Occasionally, when a long sighted child tries to focus to compensate for uncorrected long-sightedness, he or she will develop a type of strabismus called accommodative esotropia, where the eyes cross due to excessive focusing effort.
This condition usually appears before 2 years of age but also can occur later in childhood.
Often, accommodative esotropia can be fully corrected with glasses or contact lenses.
In some cases, the only effective treatment for a constant eye turn is strabismus surgery.
If your optometrist finds that your child has strabismus, he or she can refer you to an ophthalmologist who specialises in strabismus surgery.
The success of strabismus surgery depends on many factors, including the direction and magnitude of the eye turn. In some cases, more than one surgery may be required. The strabismus surgeon can give you more information about this during a pre-surgical consultation.
Strabismus surgery also can align the eyes of adults with long-standing strabismus. In many cases of adult strabismus, however, a significant degree of amblyopia may remain even after the affected eye is properly aligned. This is why early treatment of strabismus is so important.
The earlier strabismus is treated surgically, the more likely it is that the affected eye will develop normal visual acuity and the two eyes will function together properly as a team.
Non-surgical strabismus treatment
In some cases of intermittent and small-angle strabismus, it may be possible to improve eye alignment non-surgically with vision therapy.
For example, convergence insufficiency (CI) is a specific type of intermittent exotropia in which the eyes usually align properly when viewing a distant object, but fail to achieve or maintain proper alignment when looking at close object, such as when reading, resulting in one eye drifting outward.
Convergence insufficiency can interfere with comfortable reading, causing eye strain, blurred vision, double vision and headaches.

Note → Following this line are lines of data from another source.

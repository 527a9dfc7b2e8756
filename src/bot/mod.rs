//! Discord bot integration.
//!
//! This module provides the bot's connection to Discord: client
//! construction, gateway event handling, and slash command registration.
//! The bot registers its commands globally once the `ready` event fires and
//! dispatches every command interaction through the compile-time
//! [`crate::command::CommandRegistry`].
//!
//! # Gateway Intents
//!
//! The bot requires the following gateway intents:
//! - `GUILDS` - Receive events about guild creation, updates, and deletion
//! - `GUILD_MESSAGES` - Receive events about messages in guilds
//! - `GUILD_MEMBERS` - Fetch the member list for /chosen (privileged intent)
//!
//! Note: `GUILD_MEMBERS` is a privileged intent and must be explicitly
//! enabled in the Discord Developer Portal for the bot application.

pub mod handler;
pub mod start;
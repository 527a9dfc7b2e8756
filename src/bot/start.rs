use std::sync::Arc;

use serenity::all::{Client, GatewayIntents};

use crate::{bot::handler::Handler, command::CommandRegistry, config::Config, error::AppError};

/// Builds the Discord client with the bot's event handler and command
/// registry.
///
/// # Arguments
/// - `config` - Application configuration (token and timezone)
///
/// # Returns
/// - `Ok(Client)` - Client ready to start
/// - `Err(AppError)` - Invalid timezone or client construction failure
pub async fn init_bot(config: &Config) -> Result<Client, AppError> {
    // GUILD_MEMBERS is a privileged intent - must be enabled in the Discord
    // Developer Portal
    let intents =
        GatewayIntents::GUILDS | GatewayIntents::GUILD_MESSAGES | GatewayIntents::GUILD_MEMBERS;

    let registry = Arc::new(CommandRegistry::new(config)?);

    let client = Client::builder(&config.discord_token, intents)
        .event_handler(Handler::new(registry))
        .await?;

    Ok(client)
}

/// Starts the Discord bot in a blocking manner.
///
/// Blocks until the bot shuts down or the gateway connection fails
/// permanently.
///
/// # Arguments
/// - `client` - Client produced by [`init_bot`]
///
/// # Returns
/// - `Ok(())` - Bot shut down cleanly
/// - `Err(AppError)` - Gateway connection failure
pub async fn start_bot(mut client: Client) -> Result<(), AppError> {
    tracing::info!("Starting Discord bot...");

    client.start().await?;

    Ok(())
}
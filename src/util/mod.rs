//! Shared utilities.

pub mod window;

There also is some evidence that suggests CI can cause attention problems and affect academic performance in children. One study found that children with exotropia (including convergence insufficiency) at an early age were significantly more likely to develop attention deficit hyperactivity disorder (ADHD), adjustment disorder and learning disabilities by early adulthood.
Certain types of strabismus also have been associated with an increased risk of myopia. A study that monitored 135 children with intermittent exotropia over a 20-year period and found that more than 90 percent of these children became myopic by the time they reached their 20s.
It appears non-surgical vision therapy can be an effective treatment for convergence insufficiency. Published research has shown that 73 percent of children with symptomatic convergence insufficiency had a successful or improved outcome following a 12-week program of vision therapy combined with eye exercises performed at home.
Sometimes, a strabismus surgeon may recommend a program of vision therapy for a period of time after strabismus surgery to treat amblyopia and other binocular vision problems that may remain after surgery. In these cases, the term "orthoptics" ("ortho" = straight; "optics" = eyes) rather than "vision therapy" might be used to describe this treatment.
Questions to ask
When consulting with your optometrist or strabismus surgeon prior to treatment, here are a few important questions to ask:
If surgery is recommended, enquire whether one surgery will suffice or if additional procedures are likely to be necessary.
Ask the eye surgeon about the success rates for the type of strabismus and the surgery he or she is recommending.
Ask what criteria are used to determine if the treatment is a success. In other words, is "success" defined as reducing the eye turn so the eyes are better aligned and look more natural in appearance, or is success defined as eyes that are perfectly aligned with normal visual acuity, eye teaming and depth perception.
For optometrists or orthoptists, ask about the success rate, likely duration and costs of vision therapy (or orthoptics).
Remember, children do not "outgrow" strabismus. For best visual outcomes and to prevent developmental delays and other problems, seek treatment for strabismus as soon as possible.